Figure 3.5 An “inspirational breath hold” can facilitate the epicardial puncture. Since at end-inspiration the diaphragm extends inferiorly away from the heart (large arrow), the likelihood of an unintended diaphragmatic puncture may be reduced by the advancement of the needle into the mediastinum during end-inspiration. Abbreviations: IMA, internal mammary artery; IVC, inferior vena cava; LA, left atrium; RA, right atrium; RV, right ventricle.
Figure 3.6 A maneuver used by some operators is to apply gentle downward pressure over the abdomen to reduce the distance (D) that the needle has to travel to reach the pericardium. This technique can sometimes prove helpful when performing an epicardial puncture in obese patients and also help steer the left lobe of the liver away from the needle’s path. However, it could unintentionally displace the diaphragm toward the heart and increase the likelihood of a diaphragmatic puncture.

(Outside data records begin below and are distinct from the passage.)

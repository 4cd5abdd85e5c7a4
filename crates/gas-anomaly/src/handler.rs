//! Transaction evaluation pipeline
//!
//! For every transaction: derive the statistics key, fetch the receipt, score
//! gas used and gas price against their history, classify both distances
//! under the shared quota, then fold the new values into the history.

use std::sync::Arc;

use anyhow::anyhow;
use async_trait::async_trait;
use dashmap::DashMap;
use malachite::Integer;
use tracing::debug;

use crate::classify::{Classifier, Quota};
use crate::error::{EngineError, Result};
use crate::finding::{Finding, Quantity};
use crate::models::{Receipt, TransactionEvent};
use crate::observability::{EngineMetrics, StructuredLogger};
use crate::stats::{StatKey, StatisticsStore, StoreConfig};

/// Source of transaction receipts
#[async_trait]
pub trait ReceiptLookup: Send + Sync {
    /// Fetch the receipt of the transaction with the given hash
    async fn receipt(&self, tx_hash: &str) -> anyhow::Result<Receipt>;
}

/// Receipts pushed in by the ingestion layer ahead of evaluation
///
/// Each receipt is handed out once.
#[derive(Default)]
pub struct InMemoryReceipts {
    receipts: DashMap<String, Receipt>,
}

impl InMemoryReceipts {
    pub fn new() -> Self {
        Self::default()
    }

    pub fn insert(&self, tx_hash: impl Into<String>, receipt: Receipt) {
        self.receipts.insert(tx_hash.into(), receipt);
    }

    /// Drop the receipt of `tx_hash` if it was never looked up
    pub fn remove(&self, tx_hash: &str) -> Option<Receipt> {
        self.receipts.remove(tx_hash).map(|(_, receipt)| receipt)
    }

    pub fn len(&self) -> usize {
        self.receipts.len()
    }

    pub fn is_empty(&self) -> bool {
        self.receipts.is_empty()
    }
}

#[async_trait]
impl ReceiptLookup for InMemoryReceipts {
    async fn receipt(&self, tx_hash: &str) -> anyhow::Result<Receipt> {
        self.receipts
            .remove(tx_hash)
            .map(|(_, receipt)| receipt)
            .ok_or_else(|| anyhow!("no receipt for transaction {}", tx_hash))
    }
}

/// Evaluates transactions against gas used and gas price history
pub struct TransactionHandler {
    gas_used: StatisticsStore,
    gas_price: StatisticsStore,
    classifier: Classifier,
    quota: Arc<Quota>,
    receipts: Arc<dyn ReceiptLookup>,
    metrics: EngineMetrics,
    logger: StructuredLogger,
}

impl TransactionHandler {
    /// Create a handler with one store per quantity, both built from `store_config`
    pub fn new(
        store_config: StoreConfig,
        classifier: Classifier,
        quota: Arc<Quota>,
        receipts: Arc<dyn ReceiptLookup>,
    ) -> Self {
        Self {
            gas_used: StatisticsStore::new(store_config.clone()),
            gas_price: StatisticsStore::new(store_config),
            classifier,
            quota,
            receipts,
            metrics: EngineMetrics::new(),
            logger: StructuredLogger::new("transaction-handler"),
        }
    }

    /// Set custom structured logger
    pub fn with_logger(mut self, logger: StructuredLogger) -> Self {
        self.logger = logger;
        self
    }

    /// Evaluate one transaction
    ///
    /// Returns no findings once the quota is exhausted or when the transaction
    /// has no recipient. A failed receipt lookup or an unparsable quantity is
    /// returned as an error and leaves the statistics untouched.
    pub async fn handle(&self, event: &TransactionEvent) -> Result<Vec<Finding>> {
        let mut findings = Vec::new();

        if self.quota.is_exhausted() {
            self.skip(&event.hash, "quota_exhausted");
            return Ok(findings);
        }

        let Some(key) = event.stat_key() else {
            self.skip(&event.hash, "no_recipient");
            return Ok(findings);
        };

        let gas_price = event.gas_price()?;
        let receipt = match self.receipts.receipt(&event.hash).await {
            Ok(receipt) => receipt,
            Err(source) => {
                self.metrics.inc_receipt_lookup_errors();
                self.logger
                    .log_lookup_failure(&event.hash, &format!("{:#}", source));
                return Err(EngineError::ReceiptLookup {
                    hash: event.hash.clone(),
                    source,
                });
            }
        };
        let gas_used = receipt.gas_used()?;

        let observations = [
            (Quantity::GasUsed, gas_used),
            (Quantity::GasPrice, gas_price),
        ];

        let mut scored = Vec::with_capacity(observations.len());
        for (quantity, value) in observations {
            let distance = self.store(quantity).observe(&key, &value)?;
            self.metrics.inc_observations(quantity);
            debug!(
                tx_hash = %event.hash,
                key = %key,
                quantity = %quantity,
                value = %value,
                distance = %distance,
                "Scored observation"
            );
            scored.push((quantity, value, distance));
        }

        for (quantity, value, distance) in scored {
            if let Some(severity) = self.classifier.classify(&distance, &self.quota) {
                let finding = Finding::new(quantity, severity, &event.hash, &value, &distance);
                self.metrics.inc_findings(quantity, severity);
                self.logger.log_finding(&event.hash, quantity, &finding);
                findings.push(finding);
            }
        }

        self.refresh_gauges();
        Ok(findings)
    }

    /// Fold history into both stores without scoring it
    pub fn seed(&self, key: &StatKey, gas_used: &Integer, gas_price: &Integer) -> Result<()> {
        self.gas_used.update(key, gas_used)?;
        self.gas_price.update(key, gas_price)?;
        Ok(())
    }

    /// Statistics of one quantity
    pub fn store(&self, quantity: Quantity) -> &StatisticsStore {
        match quantity {
            Quantity::GasUsed => &self.gas_used,
            Quantity::GasPrice => &self.gas_price,
        }
    }

    pub fn quota(&self) -> &Quota {
        &self.quota
    }

    pub fn classifier(&self) -> &Classifier {
        &self.classifier
    }

    fn skip(&self, tx_hash: &str, reason: &str) {
        self.metrics.inc_skipped(reason);
        self.logger.log_skipped(tx_hash, reason);
    }

    fn refresh_gauges(&self) {
        for quantity in Quantity::ALL {
            let store = self.store(quantity);
            self.metrics.set_keys(quantity, store.len(), store.evictions());
        }
        self.metrics.set_quota_remaining(self.quota.remaining());
    }
}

Meanwhile, the angle of the needle may be adjusted according to the ventricular region that the operator wishes to access. This region is most frequently the medial third of the right ventricle, where typically no major coronary vessels are found (Figure 3.7). The presence of a diagnostic catheter in the right ventricular apex and/or the coronary sinus can serve as a reference in guiding the needle. The needle is then gently advanced under fluoroscopy (Figure 3.8A). The layers penetrated by the needle include the skin, the superficial fascia, the anterior rectus sheath/linea alba, the rectus abdominis muscle, and the posterior rectus sheath. Once the needle reaches the pericardium, cardiac pulsations can be appreciated. Initially, the pulsations may be felt intermittently. But as the tip of the needle is gently advanced toward the pericardium, cardiac pulsations can be sensed with each heartbeat. At this point, injection of a small amount of undiluted contrast medium will indicate the location of the needle tip (Figure 3.8, Panel B). If contrast injection results in staining of the pericardial fat or the pericardium itself, the needle may be slowly advanced 1–2 mm and contrast injection repeated until the pericardial cavity is accessed. However, care should be taken to avoid injecting a large amount of contrast medium as this can considerably obscure the fluoroscopic image (Figure 3.9). The authors typically advocate the use of a 3-cc Luer locktip syringe connected to the needle to avoid inadvertent injection of copious amounts of contrast. If an excessive amount of contrast is injected, the operator may consider waiting a period of time to allow this to dissipate before reattempting the puncture.
Figure 3.7 During the epicardial puncture, the angle of the needle may be adjusted according to the region of the ventricle that the operator wishes to access. Most frequently this region is the medial-third of the right ventricle, where no major coronary vessels are typically found. The presence of a diagnostic catheter in the right ventricular apex or the coronary sinus can serve as reference when guiding the puncture. Abbreviations: ICE, intracardiac echocardiography catheter; LAO, left anterior oblique projection.
Figure 3.8 During an epicardial puncture, the needle is advanced gently under fluoroscopy (Panel A). Once the needle reaches the pericardium, cardiac pulsations can be appreciated. At this point, injection of a small amount of contrast medium will confirm the location of the needle tip (Panel B).